EfexCellMapping Class Reference

New class for Efex Cell Mappings, constructs either from shared CSVTables instance. More...

#include <EfexCellMapping.h>

Collaboration diagram for EfexCellMapping:

Public Types
enum	roiType { Roi }

Public Member Functions
	EfexCellMapping (int crate, int efexnumber, int fpga, int quad, int mgtchannel, int dataword)
	EfexCellMapping (int crate, int efexnumber, int fpga, int mgtchannelout, int dataword)
	EfexCellMapping (roiType t, int crate, int efexnumber, int fpga, int eta, int phi)
	EfexCellMapping (roiType t, int crate, int efexnumber, int fpga, int eta, int phi, int seed)
L1CaloDetectorRegion	getDetectorRegion () const
EfexHardwareInfo	getHardwareInfo () const
std::string	getLatomeID () const

Public Attributes
int	m_fibrenumber {-1}
int	m_inputconnector {-1}

Private Member Functions
void	init (int crate, int efexnumber, int fpga, int quad, int mgtchannel, int dataword)
std::string	findModuleCords (int crate, int efexnumber) const

Private Attributes
L1CaloDetectorRegion	m_region
EfexHardwareInfo	m_hwinfo
EfexCSVTables &	m_tables { EfexCSVTables::getInstance() }
std::string	m_latomeid

Detailed Description

New class for Efex Cell Mappings, constructs either from shared CSVTables instance.

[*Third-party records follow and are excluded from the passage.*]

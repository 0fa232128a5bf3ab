pub mod api;
pub mod clock;
pub mod config;
pub mod db;
pub mod domain;
pub mod engine;
pub mod error;
pub mod orchestration;

pub use clock::{Clock, ManualClock, SystemClock};
pub use config::Config;
pub use db::{init_db, Repository};
pub use domain::{Amount, Auction, AuctionId, AuctionStatus, Bid, BidSource, ProxyLimit, TimeMs, UserId};
pub use engine::{BidError, Outcome};
pub use error::AppError;
pub use orchestration::{BidDesk, CloseSweeper};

Definition at line 14 of file EfexCellMapping.h.

Member Enumeration Documentation

roiType

enum EfexCellMapping::roiType

Enumerator
Roi

Definition at line 17 of file EfexCellMapping.h.

{ Roi };

Constructor & Destructor Documentation

EfexCellMapping() [1/4]

EfexCellMapping::EfexCellMapping ( int crate, int efexnumber, int fpga, int quad, int mgtchannel, int dataword )

inline

Definition at line 19 of file EfexCellMapping.h.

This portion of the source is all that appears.